• Material supplied:

==================================================

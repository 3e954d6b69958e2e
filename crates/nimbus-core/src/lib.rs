//! # State, slots and effects
//!
//! Nimbus views are plain functions that return a `View` tree every frame.
//! State that must outlive one frame lives in composition slots, and side
//! effects register their cleanup with the mount scope:
//!
//! - `Signal<T>`: observable value with subscribers.
//! - `remember*`: storage bound to the current mount.
//! - `effect` / `scoped_effect` / `disposable_effect`: side effects with
//!   cleanup, run when the tree is unmounted.
//!
//! ## Remembered state
//!
//! ```rust
//! use nimbus_core::*;
//!
//! let mut sched = Scheduler::new();
//! let mut seen = Vec::new();
//! for _ in 0..2 {
//!     sched.compose(
//!         std::time::Instant::now(),
//!         |_| {
//!             let count = remember_state(|| 0);
//!             *count.borrow_mut() += 1;
//!             seen.push(*count.borrow());
//!             View::new(0, ViewKind::Box)
//!         },
//!         |_, _, _| (Scene::default(), vec![], vec![]),
//!     );
//! }
//! assert_eq!(seen, vec![1, 2]);
//! ```
//!
//! - `remember` and `remember_state` are order‑based: the Nth call in a
//!   composition always refers to the Nth stored value.
//! - `remember_with_key` and `remember_state_with_key` are key‑based and more
//!   stable across conditional branches.
//! - `Scheduler::unmount` forgets every slot; the next composition starts
//!   from fresh state.
//!
//! ## Effects and cleanup
//!
//! ```rust
//! use nimbus_core::*;
//!
//! fn Example(resource: u32) -> View {
//!     disposable_effect(resource, || {
//!         log::info!("acquire {resource}");
//!         on_unmount(move || log::info!("release {resource}"))
//!     });
//!     View::new(0, ViewKind::Box)
//! }
//! # let _ = Example;
//! ```
//!
//! - `scoped_effect` runs immediately and ties its `Dispose` to the mount
//!   scope.
//! - `disposable_effect` runs once per key; the previous cleanup runs before
//!   a re-run and once more at unmount.
//! - `Dispose::run` is idempotent.
#![allow(non_snake_case)]

pub mod color;
pub mod effects;
pub mod focus;
pub mod geometry;
pub mod image;
pub mod locals;
pub mod modifier;
pub mod prelude;
pub mod render_api;
pub mod runtime;
pub mod scope;
pub mod semantics;
pub mod signal;
pub mod text_input;
pub mod view;

#[cfg(test)]
mod tests;

pub use color::*;
pub use effects::*;
pub use focus::*;
pub use geometry::*;
pub use image::*;
pub use locals::*;
pub use modifier::*;
pub use prelude::*;
pub use render_api::*;
pub use runtime::*;
pub use scope::*;
pub use semantics::*;
pub use signal::*;
pub use text_input::*;
pub use view::*;
pub fn Button(text: impl Into<String>, on_click: impl Fn() + 'static) -> View {
    let text = text.into();
    View::new(
        0,
        ViewKind::Button {
            text: text.clone(),
            on_click: Some(Rc::new(on_click)),
            container: None,
            content: Color::WHITE,
        },
    )
    .semantics(Semantics::new(Role::Button).label(text))
}

/// Button without a container, label in the theme's primary color.
pub fn TextButton(text: impl Into<String>, on_click: impl Fn() + 'static) -> View {
    Button(text, on_click).button_colors(Color::TRANSPARENT, theme().primary)
}

pub trait ButtonStyle {
    fn button_colors(self, container: Color, content: Color) -> View;
}
impl ButtonStyle for View {
    fn button_colors(mut self, c: Color, fg: Color) -> View {
        if let ViewKind::Button {
            container, content, ..
        } = &mut self.kind
        {
            *container = Some(c);
            *content = fg;
        }
        self
    }
}

/// Horizontal rule spanning the available width.
pub fn Divider(color: Color, thickness: f32) -> View {
    View::new(0, ViewKind::Divider { color, thickness })
        .modifier(Modifier::new().fill_max_width())
}

/// Extension trait for child building
pub trait ViewExt: Sized {
    fn child(self, children: impl IntoChildren) -> Self;
}

impl ViewExt for View {
    fn child(self, children: impl IntoChildren) -> Self {
        self.with_children(children.into_children())
    }
}

pub trait IntoChildren {
    fn into_children(self) -> Vec<View>;
}

impl IntoChildren for View {
    fn into_children(self) -> Vec<View> {
        vec![self]
    }
}

impl IntoChildren for Vec<View> {
    fn into_children(self) -> Vec<View> {
        self
    }
}

impl<const N: usize> IntoChildren for [View; N] {
    fn into_children(self) -> Vec<View> {
        self.into()
    }
}

impl IntoChildren for Option<View> {
    fn into_children(self) -> Vec<View> {
        self.into_iter().collect()
    }
}

// Tuple implementations
macro_rules! impl_into_children_tuple {
    ($($idx:tt $t:ident),+) => {
        impl<$($t: IntoChildren),+> IntoChildren for ($($t,)+) {
            fn into_children(self) -> Vec<View> {
                let mut v = Vec::new();
                $(v.extend(self.$idx.into_children());)+
                v
            }
        }
    };
}

impl_into_children_tuple!(0 A, 1 B);
impl_into_children_tuple!(0 A, 1 B, 2 C);
impl_into_children_tuple!(0 A, 1 B, 2 C, 3 D);
impl_into_children_tuple!(0 A, 1 B, 2 C, 3 D, 4 E);
impl_into_children_tuple!(0 A, 1 B, 2 C, 3 D, 4 E, 5 F);
impl_into_children_tuple!(0 A, 1 B, 2 C, 3 D, 4 E, 5 F, 6 G);
impl_into_children_tuple!(0 A, 1 B, 2 C, 3 D, 4 E, 5 F, 6 G, 7 H);

/// Method styling
pub trait TextStyle {
    fn color(self, c: Color) -> View;
    fn size(self, px: f32) -> View;
}
impl TextStyle for View {
    fn color(mut self, c: Color) -> View {
        if let ViewKind::Text {
            color: text_color, ..
        } = &mut self.kind
        {
            *text_color = c;
        }
        self
    }
    fn size(mut self, dp_font: f32) -> View {
        if let ViewKind::Text {
            font_size: text_size_dp,
            ..
        } = &mut self.kind
        {
            *text_size_dp = dp_font;
        }
        self
    }
}

#[derive(Clone)]
enum NodeCtx {
    Text { text: String, font_dp: f32 },
    Button { label: String },
    TextField,
    Icon,
    Divider { thickness_dp: f32 },
    Container,
}

fn font_px(dp_font: f32) -> f32 {
    dp_to_px(dp_font) * text_scale().0
}

// Rough glyph-width estimate, shared by measure and paint.
fn approx_text_w(text: &str, size_px: f32) -> f32 {
    text.chars().count() as f32 * size_px * 0.6
}

fn is_container(kind: &ViewKind) -> bool {
    matches!(
        kind,
        ViewKind::Surface | ViewKind::Box | ViewKind::Row | ViewKind::Column | ViewKind::Stack
    )
}

fn edges<T: taffy::style_helpers::FromLength>(e: Insets) -> taffy::geometry::Rect<T> {
    taffy::geometry::Rect {
        left: length(dp_to_px(e.left)),
        right: length(dp_to_px(e.right)),
        top: length(dp_to_px(e.top)),
        bottom: length(dp_to_px(e.bottom)),
    }
}

fn style_from_modifier(m: &Modifier, kind: &ViewKind) -> Style {
    let px = dp_to_px;
    let mut s = Style::default();

    s.display = match kind {
        ViewKind::Stack => Display::Grid,
        _ => Display::Flex,
    };

    let is_row = matches!(kind, ViewKind::Row);
    let is_column = matches!(kind, ViewKind::Column | ViewKind::Surface);
    if is_row {
        s.flex_direction = FlexDirection::Row;
    }
    if is_column {
        s.flex_direction = FlexDirection::Column;
    }
    if matches!(kind, ViewKind::Stack) {
        // one cell that every child occupies
        s.grid_template_rows = vec![GridTemplateComponent::Single(flex(1.0))];
        s.grid_template_columns = vec![GridTemplateComponent::Single(flex(1.0))];
    }

    s.align_items = if is_container(kind) {
        Some(AlignItems::Stretch)
    } else {
        Some(AlignItems::FlexStart)
    };
    s.justify_content = Some(JustifyContent::FlexStart);

    if let Some(a) = m.align_items {
        s.align_items = Some(a);
    }
    if let Some(j) = m.justify_content {
        s.justify_content = Some(j);
    }
    if let Some(g) = m.gap.map(|g| length(px(g))) {
        s.gap = taffy::geometry::Size {
            width: g,
            height: g,
        };
    }
    if let Some(w) = m.weight {
        s.flex_grow = w;
    }

    s.padding = edges(m.padding);
    s.margin = edges(m.margin);

    // Explicit size wins over fill.
    if let Some(w) = m.width {
        s.size.width = length(px(w));
    }
    if let Some(h) = m.height {
        s.size.height = length(px(h));
    }
    let fill_w = m.fill.width && m.width.is_none();
    let fill_h = m.fill.height && m.height.is_none();

    // Filling the main axis takes the leftover space; the cross axis is
    // pinned to the parent's extent.
    let (fill_main, fill_cross) = if is_row {
        (fill_w, fill_h)
    } else {
        (fill_h, fill_w)
    };
    if fill_main {
        s.flex_grow = s.flex_grow.max(1.0);
        s.flex_shrink = s.flex_shrink.max(1.0);
        s.flex_basis = length(0.0);
        if is_row {
            s.min_size.width = length(0.0);
        } else {
            s.min_size.height = length(0.0);
        }
    }
    if fill_cross {
        if is_row {
            s.min_size.height = percent(1.0);
            s.max_size.height = percent(1.0);
        } else {
            s.min_size.width = percent(1.0);
            s.max_size.width = percent(1.0);
        }
    }

    s
}

fn build_node(
    v: &View,
    in_stack: bool,
    t: &mut TaffyTree<NodeCtx>,
    nodes_map: &mut HashMap<ViewId, NodeId>,
) -> Result<NodeId, taffy::TaffyError> {
    let mut style = style_from_modifier(&v.modifier, &v.kind);
    if in_stack {
        style.grid_row = Line {
            start: line(1),
            end: span(1),
        };
        style.grid_column = Line {
            start: line(1),
            end: span(1),
        };
    }

    let ctx = match &v.kind {
        ViewKind::Text { text, font_size, .. } => NodeCtx::Text {
            text: text.clone(),
            font_dp: *font_size,
        },
        ViewKind::Button { text, .. } => NodeCtx::Button {
            label: text.clone(),
        },
        ViewKind::TextField { .. } => NodeCtx::TextField,
        ViewKind::Icon { .. } => NodeCtx::Icon,
        ViewKind::Divider { thickness, .. } => NodeCtx::Divider {
            thickness_dp: *thickness,
        },
        _ => NodeCtx::Container,
    };

    let node = if is_container(&v.kind) {
        let stack = matches!(v.kind, ViewKind::Stack);
        let children = v
            .children
            .iter()
            .map(|c| build_node(c, stack, t, nodes_map))
            .collect::<Result<Vec<_>, _>>()?;
        let n = t.new_with_children(style, &children)?;
        t.set_node_context(n, Some(ctx))?;
        n
    } else {
        t.new_leaf_with_context(style, ctx)?
    };

    nodes_map.insert(v.id, node);
    Ok(node)
}

fn measure(
    known: taffy::geometry::Size<Option<f32>>,
    ctx: Option<&mut NodeCtx>,
) -> taffy::geometry::Size<f32> {
    let px = dp_to_px;
    match ctx {
        Some(NodeCtx::Text { text, font_dp }) => {
            let size_px = font_px(*font_dp);
            taffy::geometry::Size {
                width: known.width.unwrap_or(approx_text_w(text, size_px)),
                height: known.height.unwrap_or(size_px * 1.3),
            }
        }
        Some(NodeCtx::Button { label }) => taffy::geometry::Size {
            width: known
                .width
                .unwrap_or(approx_text_w(label, font_px(16.0)) + px(24.0)),
            height: known.height.unwrap_or(px(48.0)),
        },
        Some(NodeCtx::TextField) => taffy::geometry::Size {
            width: known.width.unwrap_or(px(280.0)),
            height: known.height.unwrap_or(px(TF_HEIGHT_DP)),
        },
        Some(NodeCtx::Icon) => taffy::geometry::Size {
            width: known.width.unwrap_or(px(24.0)),
            height: known.height.unwrap_or(px(24.0)),
        },
        Some(NodeCtx::Divider { thickness_dp }) => taffy::geometry::Size {
            width: known.width.unwrap_or(0.0),
            height: known.height.unwrap_or(px(*thickness_dp)),
        },
        Some(NodeCtx::Container) | None => taffy::geometry::Size::ZERO,
    }
}

fn layout_of(node: NodeId, t: &TaffyTree<NodeCtx>) -> Result<Rect, taffy::TaffyError> {
    let l = t.layout(node)?;
    Ok(Rect {
        x: l.location.x,
        y: l.location.y,
        w: l.size.width,
        h: l.size.height,
    })
}

fn round_radius(r: f32, rect: Rect) -> f32 {
    r.max(0.0).min(rect.w * 0.5).min(rect.h * 0.5)
}

/// Paint output and per-frame inputs shared by the whole walk.
struct Painter<'a> {
    scene: Scene,
    hits: Vec<HitRegion>,
    sems: Vec<SemNode>,
    textfield_states: &'a mut TextFieldStates,
    seen_fields: HashSet<u64>,
    interactions: &'a Interactions,
    focus: &'a FocusManager,
    now: Instant,
}

/// Layout and paint with TextField state injection (Taffy 0.9 API).
///
/// Ids are stamped depth-first starting at 1, so they are stable as long as
/// the shape of the tree is. Focus requesters found on the way are bound to
/// their view. Editing state of fields that left the tree is dropped.
pub fn layout_and_paint(
    root: &View,
    size_px_u32: (u32, u32),
    textfield_states: &mut TextFieldStates,
    interactions: &Interactions,
    focus: &FocusManager,
) -> (Scene, Vec<HitRegion>, Vec<SemNode>) {
    match try_layout_and_paint(root, size_px_u32, textfield_states, interactions, focus) {
        Ok(out) => out,
        Err(e) => {
            log::error!("layout failed: {e:?}");
            (
                Scene {
                    clear_color: theme().background,
                    nodes: vec![],
                },
                vec![],
                vec![],
            )
        }
    }
}

fn try_layout_and_paint(
    root: &View,
    size_px_u32: (u32, u32),
    textfield_states: &mut TextFieldStates,
    interactions: &Interactions,
    focus: &FocusManager,
) -> Result<(Scene, Vec<HitRegion>, Vec<SemNode>), taffy::TaffyError> {
    // Assign ids
    let mut id = 1u64;
    fn stamp(mut v: View, id: &mut u64) -> View {
        v.id = *id;
        *id += 1;
        v.children = v.children.into_iter().map(|c| stamp(c, id)).collect();
        v
    }
    let root = stamp(root.clone(), &mut id);

    let mut taffy: TaffyTree<NodeCtx> = TaffyTree::new();
    let mut nodes_map = HashMap::new();
    let root_node = build_node(&root, false, &mut taffy, &mut nodes_map)?;

    {
        let mut rs = taffy.style(root_node)?.clone();
        rs.size.width = length(size_px_u32.0 as f32);
        rs.size.height = length(size_px_u32.1 as f32);
        taffy.set_style(root_node, rs)?;
    }

    let available = taffy::geometry::Size {
        width: AvailableSpace::Definite(size_px_u32.0 as f32),
        height: AvailableSpace::Definite(size_px_u32.1 as f32),
    };
    taffy.compute_layout_with_measure(root_node, available, |known, _avail, _node, ctx, _style| {
        measure(known, ctx)
    })?;

    let mut p = Painter {
        scene: Scene {
            clear_color: theme().background,
            nodes: vec![],
        },
        hits: vec![],
        sems: vec![],
        textfield_states,
        seen_fields: HashSet::new(),
        interactions,
        focus,
        now: frame_time(),
    };

    walk(&root, &taffy, &nodes_map, &mut p, (0.0, 0.0))?;

    let seen = std::mem::take(&mut p.seen_fields);
    p.textfield_states.retain(|k, _| seen.contains(k));

    if let Some(t) = toast::active(p.now).last() {
        paint_toast(&mut p.scene, &t.message, size_px_u32);
    }

    Ok((p.scene, p.hits, p.sems))
}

==================================================

• Exercise description:
The required answer is the exact run of lines above starting at the line with "are bound to" and ending at the line with "rs.size.width = length(size_px_u32.0", with both ends present.

• Reply to the exercise:
/// the shape of the tree is. Focus requesters found on the way are bound to
/// their view. Editing state of fields that left the tree is dropped.
pub fn layout_and_paint(
    root: &View,
    size_px_u32: (u32, u32),
    textfield_states: &mut TextFieldStates,
    interactions: &Interactions,
    focus: &FocusManager,
) -> (Scene, Vec<HitRegion>, Vec<SemNode>) {
    match try_layout_and_paint(root, size_px_u32, textfield_states, interactions, focus) {
        Ok(out) => out,
        Err(e) => {
            log::error!("layout failed: {e:?}");
            (
                Scene {
                    clear_color: theme().background,
                    nodes: vec![],
                },
                vec![],
                vec![],
            )
        }
    }
}

fn try_layout_and_paint(
    root: &View,
    size_px_u32: (u32, u32),
    textfield_states: &mut TextFieldStates,
    interactions: &Interactions,
    focus: &FocusManager,
) -> Result<(Scene, Vec<HitRegion>, Vec<SemNode>), taffy::TaffyError> {
    // Assign ids
    let mut id = 1u64;
    fn stamp(mut v: View, id: &mut u64) -> View {
        v.id = *id;
        *id += 1;
        v.children = v.children.into_iter().map(|c| stamp(c, id)).collect();
        v
    }
    let root = stamp(root.clone(), &mut id);

    let mut taffy: TaffyTree<NodeCtx> = TaffyTree::new();
    let mut nodes_map = HashMap::new();
    let root_node = build_node(&root, false, &mut taffy, &mut nodes_map)?;

    {
        let mut rs = taffy.style(root_node)?.clone();
        rs.size.width = length(size_px_u32.0 as f32);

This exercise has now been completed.